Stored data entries
☆ ☆ ☆ ☆ ☆

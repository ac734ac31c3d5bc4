//! Per-chat conversation sessions.

use std::collections::HashMap;
use std::sync::Arc;
use std::time::Duration;

use prompt::ChatMessage;
use tokio::sync::Mutex;
use tokio::time::Instant;
use tracing::debug;

use super::CappedHistory;

/// Shared handle to one chat's history. Hold the lock for the whole answer turn.
pub type Session = Arc<Mutex<CappedHistory<ChatMessage>>>;

struct Slot {
    session: Session,
    last_access: Instant,
}

/// Maps chat ids to capped histories. Sessions idle longer than `ttl` are dropped on the next
/// access to the store, whichever chat it is for.
pub struct SessionStore {
    capacity: usize,
    ttl: Option<Duration>,
    slots: Mutex<HashMap<i64, Slot>>,
}

impl SessionStore {
    pub fn new(capacity: usize, ttl: Option<Duration>) -> Self {
        Self {
            capacity,
            ttl,
            slots: Mutex::new(HashMap::new()),
        }
    }

    pub async fn session(&self, chat_id: i64) -> Session {
        let now = Instant::now();
        let mut slots = self.slots.lock().await;
        if let Some(ttl) = self.ttl {
            let before = slots.len();
            slots.retain(|_, slot| now.duration_since(slot.last_access) <= ttl);
            let dropped = before - slots.len();
            if dropped > 0 {
                debug!(dropped = dropped, "Idle sessions expired");
            }
        }
        let slot = slots.entry(chat_id).or_insert_with(|| Slot {
            session: Arc::new(Mutex::new(CappedHistory::new(self.capacity))),
            last_access: now,
        });
        slot.last_access = now;
        slot.session.clone()
    }

    /// Empties the chat's history.
    pub async fn clear(&self, chat_id: i64) {
        let session = self.session(chat_id).await;
        session.lock().await.clear();
    }

    pub async fn len(&self) -> usize {
        self.slots.lock().await.len()
    }
}

#[cfg(test)]
mod tests {
    use super::*;
    use prompt::exchange;

    #[tokio::test]
    async fn sessions_are_per_chat() {
        let store = SessionStore::new(10, None);
        store.session(1).await.lock().await.add(exchange("a", "b"));
        assert_eq!(store.session(1).await.lock().await.len(), 2);
        assert!(store.session(2).await.lock().await.is_empty());
        assert_eq!(store.len().await, 2);
    }

    #[tokio::test]
    async fn clear_resets_history() {
        let store = SessionStore::new(10, None);
        store.session(1).await.lock().await.add(exchange("a", "b"));
        store.clear(1).await;
        assert!(store.session(1).await.lock().await.is_empty());
    }

    #[tokio::test(start_paused = true)]
    async fn idle_sessions_expire() {
        let store = SessionStore::new(10, Some(Duration::from_secs(60)));
        store.session(1).await.lock().await.add(exchange("a", "b"));

        tokio::time::advance(Duration::from_secs(30)).await;
        assert_eq!(store.session(1).await.lock().await.len(), 2);

        tokio::time::advance(Duration::from_secs(61)).await;
        assert!(store.session(1).await.lock().await.is_empty());
    }

    #[tokio::test(start_paused = true)]
    async fn idle_sessions_of_other_chats_are_dropped() {
        let store = SessionStore::new(10, Some(Duration::from_secs(60)));
        for chat_id in 0..1000 {
            store.session(chat_id).await;
        }
        assert_eq!(store.len().await, 1000);

        tokio::time::advance(Duration::from_secs(3600)).await;
        store.session(5000).await;
        assert_eq!(store.len().await, 1);
    }
}
//! Base config: Telegram connection, logging, database, bot identity. Loaded from env.

use anyhow::{Context, Result};
use std::env;

#[derive(Debug, Clone)]
pub struct BaseConfig {
    /// BOT_TOKEN
    pub bot_token: String,
    /// TELEGRAM_API_URL or TELOXIDE_API_URL
    pub telegram_api_url: Option<String>,
    /// LOG_FILE
    pub log_file: String,
    /// SQLite file for the configuration store (DATABASE_URL)
    pub database_url: String,
    /// ADMIN_ID: user allowed to run /prompt, /themes, /test
    pub admin_id: i64,
    /// CHANNEL: where scheduled posts go
    pub channel: String,
    /// BLOG_AUTHOR_NAME: display name of channel posts forwarded to the discussion group
    pub blog_author_name: String,
}

fn var_or(name: &str, default: &str) -> String {
    env::var(name)
        .ok()
        .filter(|s| !s.trim().is_empty())
        .unwrap_or_else(|| default.to_string())
}

impl BaseConfig {
    /// Load from environment variables. `token` overrides BOT_TOKEN if provided.
    pub fn load(token: Option<String>) -> Result<Self> {
        let bot_token = match token {
            Some(token) => token,
            None => env::var("BOT_TOKEN").context("BOT_TOKEN not set")?,
        };
        let admin_id = env::var("ADMIN_ID")
            .context("ADMIN_ID not set")?
            .trim()
            .parse::<i64>()
            .context("ADMIN_ID must be a numeric user id")?;
        let telegram_api_url = env::var("TELEGRAM_API_URL")
            .or_else(|_| env::var("TELOXIDE_API_URL"))
            .ok();

        Ok(Self {
            bot_token,
            telegram_api_url,
            log_file: var_or("LOG_FILE", "logs/motya.log"),
            database_url: var_or("DATABASE_URL", "./data/motya.db"),
            admin_id,
            channel: var_or("CHANNEL", "@motya_blog"),
            blog_author_name: var_or("BLOG_AUTHOR_NAME", "Telegram"),
        })
    }

    /// Validate config (e.g. telegram_api_url must be valid URL if set).
    pub fn validate(&self) -> Result<()> {
        if let Some(ref url_str) = self.telegram_api_url {
            if reqwest::Url::parse(url_str).is_err() {
                anyhow::bail!(
                    "TELEGRAM_API_URL (or TELOXIDE_API_URL) is set but not a valid URL: {}",
                    url_str
                );
            }
        }
        if !self.channel.starts_with('@') {
            anyhow::bail!("CHANNEL must be a channel username starting with @: {}", self.channel);
        }
        Ok(())
    }
}
//! SQLite configuration store.

use motya_bot::storage::{ConfigStore, SqliteConfigStore, UserConfig};
use prompt::Resolution;
use tempfile::TempDir;

async fn open(dir: &TempDir) -> SqliteConfigStore {
    let path = dir.path().join("nested").join("motya.db");
    SqliteConfigStore::new(path.to_str().unwrap()).await.unwrap()
}

/// **Test: Themes are appended without blanks or duplicates.**
#[tokio::test]
async fn test_themes() {
    let dir = TempDir::new().unwrap();
    let store = open(&dir).await;
    assert!(store.themes().await.unwrap().is_empty());

    store
        .add_themes(&["природа".into(), " космос ".into(), "".into()])
        .await
        .unwrap();
    store
        .add_themes(&["природа".into(), "еда".into()])
        .await
        .unwrap();

    assert_eq!(
        store.themes().await.unwrap(),
        vec!["природа", "космос", "еда"]
    );
}

/// **Test: Styles and prompts are replaced on write.**
#[tokio::test]
async fn test_styles_and_prompts() {
    let dir = TempDir::new().unwrap();
    let store = open(&dir).await;
    assert!(store.main_prompt().await.unwrap().is_none());

    store.set_image_styles(&["аниме".into()]).await.unwrap();
    store
        .set_image_styles(&["акварель".into(), "масло".into()])
        .await
        .unwrap();
    store.set_main_prompt("ты мотя").await.unwrap();
    store.set_main_prompt("ты снова мотя").await.unwrap();
    store.set_helper_prompt("идеи через запятую").await.unwrap();

    assert_eq!(store.image_styles().await.unwrap(), vec!["акварель", "масло"]);
    assert_eq!(store.main_prompt().await.unwrap().as_deref(), Some("ты снова мотя"));
    assert_eq!(
        store.helper_prompt().await.unwrap().as_deref(),
        Some("идеи через запятую")
    );
}

/// **Test: Unknown users get defaults; updates touch only their field.**
#[tokio::test]
async fn test_user_config() {
    let dir = TempDir::new().unwrap();
    let store = open(&dir).await;
    assert_eq!(store.user_config(1).await.unwrap(), UserConfig::default());

    store.set_style(1, "пиксель-арт").await.unwrap();
    store
        .set_resolution(1, Resolution::new(512, 1024))
        .await
        .unwrap();
    store.set_last_image(1, "кот, пиксель-арт").await.unwrap();

    assert_eq!(
        store.user_config(1).await.unwrap(),
        UserConfig {
            style: "пиксель-арт".into(),
            resolution: Resolution::new(512, 1024),
            last_image: Some("кот, пиксель-арт".into()),
        }
    );
    assert_eq!(store.user_config(2).await.unwrap(), UserConfig::default());
}

/// **Test: News history survives reopening the database.**
#[tokio::test]
async fn test_news_history_persists() {
    let dir = TempDir::new().unwrap();
    {
        let store = open(&dir).await;
        store.add_article_url("https://positivnews.ru/a").await.unwrap();
        store.add_article_url("https://positivnews.ru/a").await.unwrap();
        store.add_article_url("https://positivnews.ru/b").await.unwrap();
    }

    let store = open(&dir).await;
    let mut urls = store.excluded_urls().await.unwrap();
    urls.sort();
    assert_eq!(urls, vec!["https://positivnews.ru/a", "https://positivnews.ru/b"]);
}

☆ ☆ ☆ ☆ ☆

### Exercise requirements
Only one stretch of the records above is wanted: the lines between the one holding "pub fn load(token: Option<String>)" and the one holding "be a numeric", inclusive, reproduced exactly.

### Response to the task
    pub fn load(token: Option<String>) -> Result<Self> {
        let bot_token = match token {
            Some(token) => token,
            None => env::var("BOT_TOKEN").context("BOT_TOKEN not set")?,
        };
        let admin_id = env::var("ADMIN_ID")
            .context("ADMIN_ID not set")?
            .trim()
            .parse::<i64>()
            .context("ADMIN_ID must be a numeric user id")?;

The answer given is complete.